There is so much going on around us almost all of the time.  I can easily see why people get distracted from their audiobooks.
And it happens to me.  Not daily, but a couple times per book, I'd say.  Sometimes I have to rewind my audiobooks.  There will be a passage which makes my brain start to wander down a different track--connecting dots in the plot lines, relating to characters, remembering other similar stories I've read, and other similar contemplations--and I realize I am no longer listening.  Or I realize that I am watching birds eat berries or planning a dinner party I am hosting soon and not really listening.  So, I just rewind and listen again.  No biggie.  Sometimes I have to rewind it a couple of times to get myself back on track if the competing train of thought is particularly strong.  Sometimes I pause the story and let my thought process run its course to the end and then I resume.  That works for me.
I didn't realize it until somewhat recently, but I feel that my interest in audiobooks is helping me cultivate a better ability to listen, in general.  I rewind less than I used to a couple years ago.  Plus, I can see benefits in my listening outside of the realm of books, in less-than-thrilling meetings, say, and in situations with lots of background noise or commotion.
I can tell when people are good listeners.  I can tell when people are just waiting for their chance to speak.  I know that I desire being more like the former than the latter.  To me, the ability to focus on something to the exclusion of just about all else, to really listen, is a very handy skill.  And not just for audiobooks.
(And in case anyone is curious:  The second most reason people give for not enjoying audiobooks to is that is makes them sleepy.  I suspect this is related to how many people are read to sleep as children.  I figure this is especially true when people are out of practice with reading, as this naptime/bedtime reading would be the muscle memory, for lack of a better term, which they'd fall back on.  Plus, reading is usually a relaxing, sedentary activity.  I still love to read in bed, to read myself to sleep.  Occasionally--if I am in the grip of an excellent tale--I even listen to an audiobook in bed and drift off to sleep on the wing of a story filtering into my ears, like when I was a girl, but with a modern twist.  Oh, how I wish Matt like to read out loud....)

6 comments:

  1. I do like audiobooks...I have the app on my desktop and on my phone...and we've always liked to listen to books on long car trips...but lately with Sirius we've been listening to old Radio programs...and that's a fun way to 'hear' a story too...
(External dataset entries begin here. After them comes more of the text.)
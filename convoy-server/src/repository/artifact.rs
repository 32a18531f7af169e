//! Artifact Repository

use convoy_core::domain::artifact::Artifact;
use sqlx::PgPool;
use uuid::Uuid;

/// Store an artifact unless the step already has one
pub async fn create(pool: &PgPool, artifact: &Artifact, data: &[u8]) -> Result<(), sqlx::Error> {
    sqlx::query(
        r#"
        INSERT INTO job_artifacts (job_id, step, name, mime, size, data, created_at)
        VALUES ($1, $2, $3, $4, $5, $6, $7)
        ON CONFLICT (job_id, step) DO NOTHING
        "#,
    )
    .bind(artifact.job_id)
    .bind(&artifact.step)
    .bind(&artifact.name)
    .bind(&artifact.mime)
    .bind(artifact.size as i64)
    .bind(data)
    .bind(artifact.created_at)
    .execute(pool)
    .await?;

    Ok(())
}

/// List artifact metadata for a job
pub async fn find_by_job(pool: &PgPool, job_id: Uuid) -> Result<Vec<Artifact>, sqlx::Error> {
    let rows = sqlx::query_as::<_, ArtifactRow>(
        r#"
        SELECT job_id, step, name, mime, size, created_at
        FROM job_artifacts
        WHERE job_id = $1
        ORDER BY created_at ASC
        "#,
    )
    .bind(job_id)
    .fetch_all(pool)
    .await?;

    Ok(rows.into_iter().map(|r| r.into()).collect())
}

/// Fetch one artifact with its payload
pub async fn find_with_data(
    pool: &PgPool,
    job_id: Uuid,
    step: &str,
) -> Result<Option<(Artifact, Vec<u8>)>, sqlx::Error> {
    let row = sqlx::query_as::<_, ArtifactDataRow>(
        r#"
        SELECT job_id, step, name, mime, size, created_at, data
        FROM job_artifacts
        WHERE job_id = $1 AND step = $2
        "#,
    )
    .bind(job_id)
    .bind(step)
    .fetch_optional(pool)
    .await?;

    Ok(row.map(|r| {
        let data = r.data;
        (r.meta.into(), data)
    }))
}

/// Remove every artifact of a job
pub async fn delete_by_job(pool: &PgPool, job_id: Uuid) -> Result<u64, sqlx::Error> {
    let result = sqlx::query("DELETE FROM job_artifacts WHERE job_id = $1")
        .bind(job_id)
        .execute(pool)
        .await?;

    Ok(result.rows_affected())
}

#[derive(sqlx::FromRow)]
struct ArtifactRow {
    job_id: Uuid,
    step: String,
    name: String,
    mime: String,
    size: i64,
    created_at: chrono::DateTime<chrono::Utc>,
}

#[derive(sqlx::FromRow)]
struct ArtifactDataRow {
    #[sqlx(flatten)]
    meta: ArtifactRow,
    data: Vec<u8>,
}

impl From<ArtifactRow> for Artifact {
    fn from(row: ArtifactRow) -> Self {
        Artifact {
            job_id: row.job_id,
            step: row.step,
            name: row.name,
            mime: row.mime,
            size: row.size.max(0) as u64,
            created_at: row.created_at,
        }
    }
}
    ...when we were first married...the Man used to read to me (Dostoevsky and Tolstoy mostly 'cause they were my faves) as I cleaned up the kitchen each evening...and then when Scout was learning to read he did the same...and I know Go Dog Go pretty much by heart... :)

    ...but you're right...we pretty much never do that now...

    ...because of your post...I'm going to try to be more mindful of when I'm 'just waiting to speak'...I know I must do that more than I'm even aware...

    ~Have a lovely day!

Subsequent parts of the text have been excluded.